• _WORK TASK_:
Every entry that follows should be written out again exactly.
# # # # #
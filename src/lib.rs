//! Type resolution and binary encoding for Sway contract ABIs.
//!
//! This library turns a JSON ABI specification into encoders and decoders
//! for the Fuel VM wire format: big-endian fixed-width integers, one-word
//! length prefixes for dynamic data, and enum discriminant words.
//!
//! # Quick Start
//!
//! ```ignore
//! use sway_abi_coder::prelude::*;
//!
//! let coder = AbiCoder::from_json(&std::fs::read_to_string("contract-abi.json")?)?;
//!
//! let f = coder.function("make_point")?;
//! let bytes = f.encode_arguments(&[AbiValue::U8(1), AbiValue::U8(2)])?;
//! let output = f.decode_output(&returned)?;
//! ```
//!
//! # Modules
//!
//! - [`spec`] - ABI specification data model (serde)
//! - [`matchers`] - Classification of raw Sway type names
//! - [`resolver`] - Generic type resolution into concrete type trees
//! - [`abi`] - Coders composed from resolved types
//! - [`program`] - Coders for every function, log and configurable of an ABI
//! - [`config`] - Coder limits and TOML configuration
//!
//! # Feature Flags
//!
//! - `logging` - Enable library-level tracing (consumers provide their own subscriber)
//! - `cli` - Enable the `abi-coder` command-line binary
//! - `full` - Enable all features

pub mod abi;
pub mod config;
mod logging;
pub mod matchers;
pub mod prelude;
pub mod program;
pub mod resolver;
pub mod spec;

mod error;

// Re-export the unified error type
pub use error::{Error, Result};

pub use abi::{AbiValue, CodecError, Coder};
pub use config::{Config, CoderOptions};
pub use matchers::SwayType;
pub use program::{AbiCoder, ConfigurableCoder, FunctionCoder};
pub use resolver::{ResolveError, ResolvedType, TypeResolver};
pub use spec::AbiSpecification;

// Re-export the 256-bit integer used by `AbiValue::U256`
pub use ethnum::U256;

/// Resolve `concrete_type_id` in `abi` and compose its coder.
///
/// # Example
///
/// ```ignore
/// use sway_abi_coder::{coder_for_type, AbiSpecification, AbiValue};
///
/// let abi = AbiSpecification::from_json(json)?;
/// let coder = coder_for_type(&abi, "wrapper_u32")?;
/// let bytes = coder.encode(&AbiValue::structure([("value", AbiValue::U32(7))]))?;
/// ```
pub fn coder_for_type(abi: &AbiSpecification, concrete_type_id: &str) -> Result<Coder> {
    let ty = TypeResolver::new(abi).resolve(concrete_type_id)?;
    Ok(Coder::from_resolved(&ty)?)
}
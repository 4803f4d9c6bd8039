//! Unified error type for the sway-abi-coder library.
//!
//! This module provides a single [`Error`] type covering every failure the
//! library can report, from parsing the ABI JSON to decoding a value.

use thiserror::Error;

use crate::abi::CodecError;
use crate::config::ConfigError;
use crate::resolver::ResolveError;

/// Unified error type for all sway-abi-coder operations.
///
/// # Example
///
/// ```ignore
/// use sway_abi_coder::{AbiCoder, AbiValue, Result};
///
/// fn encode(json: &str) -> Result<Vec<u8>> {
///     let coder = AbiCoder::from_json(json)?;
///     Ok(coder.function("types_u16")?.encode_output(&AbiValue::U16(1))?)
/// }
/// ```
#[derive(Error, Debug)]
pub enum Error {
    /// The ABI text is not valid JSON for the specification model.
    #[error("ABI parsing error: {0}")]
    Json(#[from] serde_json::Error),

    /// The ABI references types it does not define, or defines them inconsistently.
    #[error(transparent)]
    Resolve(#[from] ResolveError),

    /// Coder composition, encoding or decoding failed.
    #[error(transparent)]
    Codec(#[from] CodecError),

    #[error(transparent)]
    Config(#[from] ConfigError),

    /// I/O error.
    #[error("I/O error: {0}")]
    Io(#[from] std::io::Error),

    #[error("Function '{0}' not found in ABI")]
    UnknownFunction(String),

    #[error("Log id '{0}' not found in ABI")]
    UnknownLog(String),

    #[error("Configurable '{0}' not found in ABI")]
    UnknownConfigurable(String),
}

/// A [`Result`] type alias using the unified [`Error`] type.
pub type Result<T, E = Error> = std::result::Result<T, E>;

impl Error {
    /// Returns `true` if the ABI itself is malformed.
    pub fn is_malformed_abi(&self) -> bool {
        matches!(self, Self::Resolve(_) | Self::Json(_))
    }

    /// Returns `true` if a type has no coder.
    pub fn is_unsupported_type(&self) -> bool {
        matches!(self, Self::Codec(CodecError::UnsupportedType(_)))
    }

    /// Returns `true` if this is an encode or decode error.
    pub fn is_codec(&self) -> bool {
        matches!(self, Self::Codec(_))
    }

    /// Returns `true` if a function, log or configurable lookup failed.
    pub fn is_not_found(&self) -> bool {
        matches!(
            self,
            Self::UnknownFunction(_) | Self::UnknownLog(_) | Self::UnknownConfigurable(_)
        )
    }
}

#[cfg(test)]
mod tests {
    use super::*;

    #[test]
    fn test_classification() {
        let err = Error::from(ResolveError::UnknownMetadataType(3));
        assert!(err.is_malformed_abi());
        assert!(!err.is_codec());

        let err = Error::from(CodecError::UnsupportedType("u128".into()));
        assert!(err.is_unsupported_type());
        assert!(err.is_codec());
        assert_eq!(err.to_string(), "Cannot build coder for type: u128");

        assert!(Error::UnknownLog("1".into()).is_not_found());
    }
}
# # # # #
• _RESPONSE FOR THIS EXERCISE_:
filename src/lib.rs
//! Type resolution and binary encoding for Sway contract ABIs.
//!
//! This library turns a JSON ABI specification into encoders and decoders
//! for the Fuel VM wire format: big-endian fixed-width integers, one-word
//! length prefixes for dynamic data, and enum discriminant words.
//!
//! # Quick Start
//!
//! ```ignore
//! use sway_abi_coder::prelude::*;
//!
//! let coder = AbiCoder::from_json(&std::fs::read_to_string("contract-abi.json")?)?;
//!
//! let f = coder.function("make_point")?;
//! let bytes = f.encode_arguments(&[AbiValue::U8(1), AbiValue::U8(2)])?;
//! let output = f.decode_output(&returned)?;
//! ```
//!
//! # Modules
//!
//! - [`spec`] - ABI specification data model (serde)
//! - [`matchers`] - Classification of raw Sway type names
//! - [`resolver`] - Generic type resolution into concrete type trees
//! - [`abi`] - Coders composed from resolved types
//! - [`program`] - Coders for every function, log and configurable of an ABI
//! - [`config`] - Coder limits and TOML configuration
//!
//! # Feature Flags
//!
//! - `logging` - Enable library-level tracing (consumers provide their own subscriber)
//! - `cli` - Enable the `abi-coder` command-line binary
//! - `full` - Enable all features

pub mod abi;
pub mod config;
mod logging;
pub mod matchers;
pub mod prelude;
pub mod program;
pub mod resolver;
pub mod spec;

mod error;

// Re-export the unified error type
pub use error::{Error, Result};

pub use abi::{AbiValue, CodecError, Coder};
pub use config::{Config, CoderOptions};
pub use matchers::SwayType;
pub use program::{AbiCoder, ConfigurableCoder, FunctionCoder};
pub use resolver::{ResolveError, ResolvedType, TypeResolver};
pub use spec::AbiSpecification;

// Re-export the 256-bit integer used by `AbiValue::U256`
pub use ethnum::U256;

/// Resolve `concrete_type_id` in `abi` and compose its coder.
///
/// # Example
///
/// ```ignore
/// use sway_abi_coder::{coder_for_type, AbiSpecification, AbiValue};
///
/// let abi = AbiSpecification::from_json(json)?;
/// let coder = coder_for_type(&abi, "wrapper_u32")?;
/// let bytes = coder.encode(&AbiValue::structure([("value", AbiValue::U32(7))]))?;
/// ```
pub fn coder_for_type(abi: &AbiSpecification, concrete_type_id: &str) -> Result<Coder> {
    let ty = TypeResolver::new(abi).resolve(concrete_type_id)?;
    Ok(Coder::from_resolved(&ty)?)
}
repository 4803f4d9c6bd8039
//! Unified error type for the sway-abi-coder library.
//!
//! This module provides a single [`Error`] type covering every failure the
//! library can report, from parsing the ABI JSON to decoding a value.

use thiserror::Error;

use crate::abi::CodecError;
use crate::config::ConfigError;
use crate::resolver::ResolveError;

/// Unified error type for all sway-abi-coder operations.
///
/// # Example
///
/// ```ignore
/// use sway_abi_coder::{AbiCoder, AbiValue, Result};
///
/// fn encode(json: &str) -> Result<Vec<u8>> {
///     let coder = AbiCoder::from_json(json)?;
///     Ok(coder.function("types_u16")?.encode_output(&AbiValue::U16(1))?)
/// }
/// ```
#[derive(Error, Debug)]
pub enum Error {
    /// The ABI text is not valid JSON for the specification model.
    #[error("ABI parsing error: {0}")]
    Json(#[from] serde_json::Error),

    /// The ABI references types it does not define, or defines them inconsistently.
    #[error(transparent)]
    Resolve(#[from] ResolveError),

    /// Coder composition, encoding or decoding failed.
    #[error(transparent)]
    Codec(#[from] CodecError),

    #[error(transparent)]
    Config(#[from] ConfigError),

    /// I/O error.
    #[error("I/O error: {0}")]
    Io(#[from] std::io::Error),

    #[error("Function '{0}' not found in ABI")]
    UnknownFunction(String),

    #[error("Log id '{0}' not found in ABI")]
    UnknownLog(String),

    #[error("Configurable '{0}' not found in ABI")]
    UnknownConfigurable(String),
}

/// A [`Result`] type alias using the unified [`Error`] type.
pub type Result<T, E = Error> = std::result::Result<T, E>;

impl Error {
    /// Returns `true` if the ABI itself is malformed.
    pub fn is_malformed_abi(&self) -> bool {
        matches!(self, Self::Resolve(_) | Self::Json(_))
    }

    /// Returns `true` if a type has no coder.
    pub fn is_unsupported_type(&self) -> bool {
        matches!(self, Self::Codec(CodecError::UnsupportedType(_)))
    }

    /// Returns `true` if this is an encode or decode error.
    pub fn is_codec(&self) -> bool {
        matches!(self, Self::Codec(_))
    }

    /// Returns `true` if a function, log or configurable lookup failed.
    pub fn is_not_found(&self) -> bool {
        matches!(
            self,
            Self::UnknownFunction(_) | Self::UnknownLog(_) | Self::UnknownConfigurable(_)
        )
    }
}

#[cfg(test)]
mod tests {
    use super::*;

    #[test]
    fn test_classification() {
        let err = Error::from(ResolveError::UnknownMetadataType(3));
        assert!(err.is_malformed_abi());
        assert!(!err.is_codec());

        let err = Error::from(CodecError::UnsupportedType("u128".into()));
        assert!(err.is_unsupported_type());
        assert!(err.is_codec());
        assert_eq!(err.to_string(), "Cannot build coder for type: u128");

        assert!(Error::UnknownLog("1".into()).is_not_found());
    }
}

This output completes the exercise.